Give back exactly the lines of the entries below from the line with "assert_close(ghi.mean, 2.5);" to the line with "let stats = summary.statistics();", inclusive, and only those.

++++ Exercise data ++++

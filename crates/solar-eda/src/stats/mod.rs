//! Descriptive statistics over loaded datasets.
//!
//! - [`describe`]: count, mean, std, min, quartiles, max and missing count
//!   for each numeric column
//! - [`missing_values`]: missing-cell counts for every column
//! - [`zscore_outliers`]: values beyond a z-score threshold
//! - [`correlation_matrix`]: pairwise Pearson correlation
//! - [`distribution`]: histogram bins and kernel density estimates

mod correlation;
pub mod distribution;
mod outliers;

use serde::Serialize;

use crate::dataset::Dataset;

pub use correlation::{correlation_matrix, pearson, CorrelationMatrix};
pub use outliers::{zscore_outliers, ColumnCount, OUTLIER_ZSCORE};

/// Summary statistics for one numeric column.
#[derive(Debug, Clone, PartialEq, Serialize)]
pub struct ColumnSummary {
    /// Column name.
    pub column: String,
    /// Number of non-missing values.
    pub count: usize,
    /// Arithmetic mean.
    pub mean: f64,
    /// Sample standard deviation (ddof = 1).
    pub std: f64,
    /// Minimum.
    pub min: f64,
    /// First quartile.
    pub q25: f64,
    /// Median.
    pub q50: f64,
    /// Third quartile.
    pub q75: f64,
    /// Maximum.
    pub max: f64,
    /// Number of missing cells.
    pub missing: usize,
}

impl ColumnSummary {
    /// Summarize a sample. `missing` is carried through unchanged.
    #[must_use]
    pub fn from_values(column: impl Into<String>, values: &[f64], missing: usize) -> Self {
        let mut sorted = values.to_vec();
        sorted.sort_by(f64::total_cmp);

        Self {
            column: column.into(),
            count: values.len(),
            mean: mean(values),
            std: sample_std(values),
            min: sorted.first().copied().unwrap_or(f64::NAN),
            q25: quantile_sorted(&sorted, 0.25),
            q50: quantile_sorted(&sorted, 0.5),
            q75: quantile_sorted(&sorted, 0.75),
            max: sorted.last().copied().unwrap_or(f64::NAN),
            missing,
        }
    }

    /// Statistic values in report column order (`count` through `max`).
    #[must_use]
    pub fn statistics(&self) -> [f64; 8] {
        [
            self.count as f64,
            self.mean,
            self.std,
            self.min,
            self.q25,
            self.q50,
            self.q75,
            self.max,
        ]
    }
}

/// Report headers matching [`ColumnSummary::statistics`].
pub const STATISTIC_NAMES: [&str; 8] = ["count", "mean", "std", "min", "25%", "50%", "75%", "max"];

/// Summary statistics for every numeric column, in column order.
#[must_use]
pub fn describe(dataset: &Dataset) -> Vec<ColumnSummary> {
    dataset
        .numeric_columns()
        .map(|column| {
            ColumnSummary::from_values(
                column.name.clone(),
                &column.present_values(),
                column.missing_count(),
            )
        })
        .collect()
}

/// Missing-cell count for every column, numeric or not.
#[must_use]
pub fn missing_values(dataset: &Dataset) -> Vec<ColumnCount> {
    dataset
        .columns
        .iter()
        .map(|column| ColumnCount {
            column: column.name.clone(),
            count: column.missing_count(),
        })
        .collect()
}

/// Arithmetic mean, NaN for an empty sample.
#[must_use]
pub fn mean(values: &[f64]) -> f64 {
    if values.is_empty() {
        return f64::NAN;
    }
    values.iter().sum::<f64>() / values.len() as f64
}

/// Standard deviation with `ddof` delta degrees of freedom.
///
/// NaN when the sample has `ddof` or fewer values.
#[must_use]
pub fn std_dev(values: &[f64], ddof: usize) -> f64 {
    if values.len() <= ddof {
        return f64::NAN;
    }
    let m = mean(values);
    let ss: f64 = values.iter().map(|v| (v - m) * (v - m)).sum();
    (ss / (values.len() - ddof) as f64).sqrt()
}

/// Sample standard deviation (ddof = 1).
#[must_use]
pub fn sample_std(values: &[f64]) -> f64 {
    std_dev(values, 1)
}

/// Quantile of an ascending-sorted sample by linear interpolation.
#[must_use]
pub fn quantile_sorted(sorted: &[f64], q: f64) -> f64 {
    match sorted.len() {
        0 => f64::NAN,
        1 => sorted[0],
        n => {
            let h = (n - 1) as f64 * q;
            let lo = h.floor();
            #[allow(clippy::cast_possible_truncation, clippy::cast_sign_loss)]
            let i = lo as usize;
            if i + 1 >= n {
                sorted[n - 1]
            } else {
                sorted[i] + (h - lo) * (sorted[i + 1] - sorted[i])
            }
        }
    }
}

#[cfg(test)]
mod tests {
    use super::*;
    use crate::dataset::tests::dataset;

    fn assert_close(a: f64, b: f64) {
        assert!((a - b).abs() < 1e-9, "{a} != {b}");
    }

    #[test]
    fn test_mean_and_std() {
        let values = [2.0, 4.0, 4.0, 4.0, 5.0, 5.0, 7.0, 9.0];
        assert_close(mean(&values), 5.0);
        assert_close(std_dev(&values, 0), 2.0);
        assert_close(sample_std(&values), (32.0_f64 / 7.0).sqrt());
    }

    #[test]
    fn test_std_undefined_for_small_samples() {
        assert!(sample_std(&[1.0]).is_nan());
        assert!(mean(&[]).is_nan());
    }

    #[test]
    fn test_quantile_interpolates() {
        let sorted = [1.0, 2.0, 3.0, 4.0];
        assert_close(quantile_sorted(&sorted, 0.25), 1.75);
        assert_close(quantile_sorted(&sorted, 0.5), 2.5);
        assert_close(quantile_sorted(&sorted, 0.75), 3.25);
        assert_close(quantile_sorted(&sorted, 1.0), 4.0);
        assert_close(quantile_sorted(&[7.0], 0.3), 7.0);
        assert!(quantile_sorted(&[], 0.5).is_nan());
    }

    #[test]
    fn test_describe_numeric_columns_only() {
        let ds = dataset(
            "t",
            &[
                ("Date", "d1,d2,d3,d4,d5"),
                ("GHI", "1,2,3,4,"),
                ("Comments", ",,,,"),
            ],
        );
        let summary = describe(&ds);

        assert_eq!(summary.len(), 2);
        let ghi = &summary[0];
        assert_eq!(ghi.column, "GHI");
        assert_eq!(ghi.count, 4);
        assert_eq!(ghi.missing, 1);
        assert_close(ghi.mean, 2.5);
        assert_close(ghi.min, 1.0);
        assert_close(ghi.q50, 2.5);
        assert_close(ghi.max, 4.0);

        let comments = &summary[1];
        assert_eq!(comments.count, 0);
        assert_eq!(comments.missing, 5);
        assert!(comments.mean.is_nan());
        assert!(comments.max.is_nan());
    }

    #[test]
    fn test_missing_values_every_column() {
        let ds = dataset("t", &[("Date", "a,,c"), ("GHI", ",,1")]);
        let missing = missing_values(&ds);
        assert_eq!(
            missing,
            vec![
                ColumnCount {
                    column: "Date".to_string(),
                    count: 1
                },
                ColumnCount {
                    column: "GHI".to_string(),
                    count: 2
                },
            ]
        );
    }

    #[test]
    fn test_statistics_order() {
        let summary = ColumnSummary::from_values("x", &[3.0, 1.0, 2.0], 0);
        let stats = summary.statistics();
        assert_close(stats[0], 3.0);
        assert_close(stats[3], 1.0);
        assert_close(stats[7], 3.0);
        assert_eq!(STATISTIC_NAMES[5], "50%");
    }
}
//! Cleaning pass: drop the comment and timestamp columns, then forward/backward fill.

use std::path::Path;

use tracing::debug;

use crate::dataset::{Column, Dataset, DATE_COLUMN};
use crate::error::Result;

/// Columns removed before filling. The timestamp serves as the row index and
/// is not written to the cleaned file.
pub const DROPPED_COLUMNS: &[&str] = &["Comments", DATE_COLUMN];

/// Drop [`DROPPED_COLUMNS`], then forward-fill and backward-fill every column.
///
/// A column that is entirely missing stays missing.
pub fn clean(dataset: &mut Dataset) {
    for name in DROPPED_COLUMNS {
        if dataset.drop_column(name).is_some() {
            debug!("Dropped column {} from {}", name, dataset.name);
        }
    }

    for column in &mut dataset.columns {
        forward_fill(column);
        backward_fill(column);
    }
}

fn forward_fill(column: &mut Column) {
    let mut last: Option<usize> = None;
    for row in 0..column.len() {
        if column.cells[row].is_some() {
            last = Some(row);
        } else if let Some(src) = last {
            copy_cell(column, src, row);
        }
    }
}

fn backward_fill(column: &mut Column) {
    let mut next: Option<usize> = None;
    for row in (0..column.len()).rev() {
        if column.cells[row].is_some() {
            next = Some(row);
        } else if let Some(src) = next {
            copy_cell(column, src, row);
        }
    }
}

fn copy_cell(column: &mut Column, src: usize, dst: usize) {
    column.cells[dst] = column.cells[src].clone();
    if let Some(values) = column.values.as_mut() {
        values[dst] = values[src];
    }
}

/// Write the dataset as CSV (header row, no index column).
///
/// Missing cells are written as empty fields.
///
/// # Errors
///
/// Returns an error if the file cannot be created or written.
pub fn write_csv(dataset: &Dataset, path: &Path) -> Result<()> {
    let mut writer = csv::Writer::from_path(path)?;
    writer.write_record(dataset.columns.iter().map(|c| c.name.as_str()))?;

    for row in 0..dataset.row_count {
        writer.write_record(
            dataset
                .columns
                .iter()
                .map(|c| c.cells[row].as_deref().unwrap_or("")),
        )?;
    }
    writer.flush()?;
    debug!("Wrote {} rows to {}", dataset.row_count, path.display());
    Ok(())
}
//! Per-dataset reports: summary CSV files and console output.

use std::fmt::Write as _;
use std::path::{Path, PathBuf};

use serde::Serialize;
use tracing::debug;

use crate::error::Result;
use crate::stats::{ColumnCount, ColumnSummary, STATISTIC_NAMES};

/// Everything produced for one dataset.
#[derive(Debug, Clone, PartialEq, Serialize)]
pub struct DatasetReport {
    /// Dataset name.
    pub name: String,
    /// Number of data rows.
    pub rows: usize,
    /// Summary statistics per numeric column.
    pub summary: Vec<ColumnSummary>,
    /// Missing-cell counts per column.
    pub missing: Vec<ColumnCount>,
    /// Outlier counts per numeric column; `None` without numeric columns.
    pub outliers: Option<Vec<ColumnCount>>,
    /// Where the summary CSV was written.
    pub summary_path: PathBuf,
    /// Rendered plots.
    pub plots: Vec<PathBuf>,
    /// Where the cleaned dataset was written.
    pub cleaned_path: PathBuf,
}

impl DatasetReport {
    /// Render the console report for this dataset.
    #[must_use]
    pub fn render_text(&self) -> String {
        let mut out = String::new();
        let _ = writeln!(out, "Processing dataset: {}", self.name);
        out.push_str(&summary_table(&self.summary));
        out.push_str("Checking for missing values...\n");
        out.push_str(&count_table(&self.missing));
        out.push_str("Checking for outliers...\n");
        if let Some(outliers) = &self.outliers {
            out.push_str(&count_table(outliers));
        }
        let _ = writeln!(out, "Finished processing dataset: {}", self.name);
        out
    }
}

/// Write the summary statistics CSV.
///
/// Header: an empty index label, the statistic names, then `missing`.
/// NaN statistics are written as empty fields.
///
/// # Errors
///
/// Returns an error if the file cannot be created or written.
pub fn write_summary_csv(summary: &[ColumnSummary], path: &Path) -> Result<()> {
    let mut writer = csv::Writer::from_path(path)?;

    let mut header = vec![""];
    header.extend(STATISTIC_NAMES);
    header.push("missing");
    writer.write_record(&header)?;

    for row in summary {
        let mut record = vec![row.column.clone()];
        record.extend(row.statistics().iter().map(|v| format_number(*v)));
        record.push(row.missing.to_string());
        writer.write_record(&record)?;
    }
    writer.flush()?;
    debug!("Wrote summary for {} columns to {}", summary.len(), path.display());
    Ok(())
}

/// Format a statistic for CSV output: shortest round-trip text, empty for NaN.
///
/// Exponents carry a sign and at least two digits (`1e+16`, `1.5e-07`).
#[must_use]
pub fn format_number(value: f64) -> String {
    if value.is_nan() {
        return String::new();
    }
    let text = format!("{value:?}");
    match text.split_once('e') {
        Some((mantissa, exponent)) => {
            let (sign, digits) = exponent
                .strip_prefix('-')
                .map_or(("+", exponent), |digits| ("-", digits));
            format!("{mantissa}e{sign}{digits:0>2}")
        }
        None => text,
    }
}

/// Fixed-width table of summary statistics, one row per column.
#[must_use]
pub fn summary_table(summary: &[ColumnSummary]) -> String {
    let label_width = summary
        .iter()
        .map(|s| s.column.len())
        .chain(std::iter::once(0))
        .max()
        .unwrap_or(0);

    let mut out = String::new();
    let _ = write!(out, "{:label_width$}", "");
    for name in STATISTIC_NAMES.iter().chain(std::iter::once(&"missing")) {
        let _ = write!(out, " {name:>12}");
    }
    out.push('\n');

    for row in summary {
        let _ = write!(out, "{:<label_width$}", row.column);
        for value in row.statistics() {
            let _ = write!(out, " {:>12}", format_cell(value));
        }
        let _ = writeln!(out, " {:>12}", row.missing);
    }
    out
}

/// Two-column table of per-column counts.
#[must_use]
pub fn count_table(counts: &[ColumnCount]) -> String {
    let width = counts.iter().map(|c| c.column.len()).max().unwrap_or(0);
    let mut out = String::new();
    for c in counts {
        let _ = writeln!(out, "{:<width$} {:>8}", c.column, c.count);
    }
    out
}

fn format_cell(value: f64) -> String {
    if value.is_nan() {
        "NaN".to_string()
    } else {
        format!("{value:.6}")
    }
}

#[cfg(test)]
mod tests {
    use super::*;

    fn sample_summary() -> Vec<ColumnSummary> {
        vec![
            ColumnSummary::from_values("GHI", &[1.0, 2.0, 3.0, 4.0], 1),
            ColumnSummary::from_values("Comments", &[], 5),
        ]
    }

    #[test]
    fn test_format_number() {
        assert_eq!(format_number(2.5), "2.5");
        assert_eq!(format_number(4.0), "4.0");
        assert_eq!(format_number(f64::NAN), "");
        assert_eq!(format_number(1e16), "1e+16");
        assert_eq!(format_number(-2.5e20), "-2.5e+20");
        assert_eq!(format_number(1.5e-7), "1.5e-07");
        assert_eq!(format_number(1e100), "1e+100");
    }

    #[test]
    fn test_write_summary_csv() {
        let dir = std::env::temp_dir().join(format!("solar_eda_summary_{}", std::process::id()));
        std::fs::create_dir_all(&dir).unwrap();
        let path = dir.join("summary_t.csv");

        write_summary_csv(&sample_summary(), &path).unwrap();
        let written = std::fs::read_to_string(&path).unwrap();
        let lines: Vec<_> = written.lines().collect();

        assert_eq!(lines[0], ",count,mean,std,min,25%,50%,75%,max,missing");
        assert!(lines[1].starts_with("GHI,4.0,2.5,"));
        assert!(lines[1].ends_with(",1.0,1.75,2.5,3.25,4.0,1"));
        assert_eq!(lines[2], "Comments,0.0,,,,,,,,5");

        let _ = std::fs::remove_dir_all(&dir);
    }

    #[test]
    fn test_summary_table_layout() {
        let table = summary_table(&sample_summary());
        let lines: Vec<_> = table.lines().collect();
        assert_eq!(lines.len(), 3);
        assert!(lines[0].contains("count"));
        assert!(lines[0].ends_with("missing"));
        assert!(lines[1].starts_with("GHI"));
        assert!(lines[2].contains("NaN"));
    }

    #[test]
    fn test_render_text_sections() {
        let report = DatasetReport {
            name: "benin-malanville".to_string(),
            rows: 4,
            summary: sample_summary(),
            missing: vec![ColumnCount {
                column: "GHI".to_string(),
                count: 1,
            }],
            outliers: None,
            summary_path: PathBuf::from("s.csv"),
            plots: Vec::new(),
            cleaned_path: PathBuf::from("c.csv"),
        };
        let text = report.render_text();

        assert!(text.starts_with("Processing dataset: benin-malanville\n"));
        assert!(text.contains("Checking for missing values...\nGHI"));
        assert!(text.contains("Checking for outliers...\n"));
        assert!(text.ends_with("Finished processing dataset: benin-malanville\n"));
    }

    #[test]
    fn test_report_serializes() {
        let report = DatasetReport {
            name: "t".to_string(),
            rows: 0,
            summary: Vec::new(),
            missing: Vec::new(),
            outliers: Some(Vec::new()),
            summary_path: PathBuf::from("s.csv"),
            plots: vec![PathBuf::from("p.png")],
            cleaned_path: PathBuf::from("c.csv"),
        };
        let json = serde_json::to_string(&report).unwrap();
        assert!(json.contains("\"plots\":[\"p.png\"]"));
    }
}
//! Configuration management for solar-eda.
//!
//! This module provides configuration loading and validation using figment,
//! supporting TOML config files, environment variables, and defaults.

use std::path::{Path, PathBuf};

use figment::{
    providers::{Env, Format, Serialized, Toml},
    Figment,
};
use serde::{Deserialize, Serialize};

use crate::error::{Error, Result};
use crate::plots::PlotFormat;

/// Default configuration file name.
const CONFIG_FILE_NAME: &str = "config.toml";

/// Application directory name under the user config dir.
const APP_DIR_NAME: &str = "solar-eda";

/// Prefix for configuration environment variables.
const ENV_PREFIX: &str = "SOLAR_EDA_";

/// Application configuration.
///
/// Configuration is loaded from (in order of precedence, highest first):
/// 1. Environment variables (prefixed with `SOLAR_EDA_`, `__` between sections)
/// 2. TOML config file at `~/.config/solar-eda/config.toml`
/// 3. Default values
#[derive(Debug, Clone, Default, PartialEq, Serialize, Deserialize)]
#[serde(default)]
pub struct Config {
    /// Input and output locations.
    pub paths: PathsConfig,
    /// Plot rendering configuration.
    pub plots: PlotsConfig,
}

/// Input and output locations.
#[derive(Debug, Clone, PartialEq, Serialize, Deserialize)]
#[serde(default)]
pub struct PathsConfig {
    /// Directory holding the raw dataset CSVs.
    pub data_dir: PathBuf,
    /// Root of the output tree (`plots/`, `summary/`, `processed/`).
    pub output_dir: PathBuf,
}

/// Plot rendering configuration.
#[derive(Debug, Clone, PartialEq, Serialize, Deserialize)]
#[serde(default)]
pub struct PlotsConfig {
    /// Render plots at all.
    pub enabled: bool,
    /// Image format for every plot.
    pub format: PlotFormat,
    /// Maximum number of markers in the bubble chart.
    /// Set to 0 for unlimited.
    pub max_bubble_points: usize,
}

impl Default for PathsConfig {
    fn default() -> Self {
        Self {
            data_dir: PathBuf::from("data"),
            output_dir: PathBuf::from("Output"),
        }
    }
}

impl Default for PlotsConfig {
    fn default() -> Self {
        Self {
            enabled: true,
            format: PlotFormat::Png,
            max_bubble_points: 0,
        }
    }
}

impl Config {
    /// Load configuration from all sources.
    ///
    /// # Errors
    ///
    /// Returns an error if configuration loading or parsing fails.
    pub fn load() -> Result<Self> {
        Self::load_from(None)
    }

    /// Load configuration with an optional custom config path.
    ///
    /// # Errors
    ///
    /// Returns an error if configuration loading or parsing fails.
    pub fn load_from(config_path: Option<PathBuf>) -> Result<Self> {
        let config_file = config_path.unwrap_or_else(Self::default_config_path);

        let figment = Figment::new()
            .merge(Serialized::defaults(Config::default()))
            .merge(Toml::file(&config_file).nested())
            .merge(Env::prefixed(ENV_PREFIX).split("__"));

        let config: Config = figment.extract()?;
        config.validate()?;
        Ok(config)
    }

    /// Load and validate one configuration file, which must exist.
    ///
    /// # Errors
    ///
    /// Returns [`Error::ConfigValidation`] if the file is missing, or any
    /// error from [`Config::load_from`].
    pub fn validate_file(path: &Path) -> Result<Self> {
        if !path.is_file() {
            return Err(Error::config_validation(format!(
                "{} does not exist",
                path.display()
            )));
        }
        Self::load_from(Some(path.to_path_buf()))
    }

    /// Get the default configuration file path.
    #[must_use]
    pub fn default_config_path() -> PathBuf {
        dirs::config_dir()
            .unwrap_or_else(|| PathBuf::from(".config"))
            .join(APP_DIR_NAME)
            .join(CONFIG_FILE_NAME)
    }

    /// Validate the configuration.
    ///
    /// # Errors
    ///
    /// Returns an error if any configuration values are invalid.
    pub fn validate(&self) -> Result<()> {
        if self.paths.data_dir.as_os_str().is_empty() {
            return Err(Error::config_validation("data_dir must not be empty"));
        }

        if self.paths.output_dir.as_os_str().is_empty() {
            return Err(Error::config_validation("output_dir must not be empty"));
        }

        // Cleaned CSVs would land next to (and be confused with) the raw inputs
        if self.paths.output_dir == self.paths.data_dir {
            return Err(Error::config_validation(format!(
                "output_dir cannot be the same as data_dir ({})",
                self.paths.data_dir.display()
            )));
        }

        Ok(())
    }

    /// Directory for rendered plots.
    #[must_use]
    pub fn plots_dir(&self) -> PathBuf {
        self.paths.output_dir.join("plots")
    }

    /// Directory for summary statistics CSVs.
    #[must_use]
    pub fn summary_dir(&self) -> PathBuf {
        self.paths.output_dir.join("summary")
    }

    /// Directory for cleaned datasets.
    #[must_use]
    pub fn processed_dir(&self) -> PathBuf {
        self.paths.output_dir.join("processed")
    }

    /// Bubble chart point cap, `None` when unlimited.
    #[must_use]
    pub fn bubble_point_limit(&self) -> Option<usize> {
        match self.plots.max_bubble_points {
            0 => None,
            n => Some(n),
        }
    }
}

++++

Reply to the exercise —
        assert_close(ghi.mean, 2.5);
        assert_close(ghi.min, 1.0);
        assert_close(ghi.q50, 2.5);
        assert_close(ghi.max, 4.0);

        let comments = &summary[1];
        assert_eq!(comments.count, 0);
        assert_eq!(comments.missing, 5);
        assert!(comments.mean.is_nan());
        assert!(comments.max.is_nan());
    }

    #[test]
    fn test_missing_values_every_column() {
        let ds = dataset("t", &[("Date", "a,,c"), ("GHI", ",,1")]);
        let missing = missing_values(&ds);
        assert_eq!(
            missing,
            vec![
                ColumnCount {
                    column: "Date".to_string(),
                    count: 1
                },
                ColumnCount {
                    column: "GHI".to_string(),
                    count: 2
                },
            ]
        );
    }

    #[test]
    fn test_statistics_order() {
        let summary = ColumnSummary::from_values("x", &[3.0, 1.0, 2.0], 0);
        let stats = summary.statistics();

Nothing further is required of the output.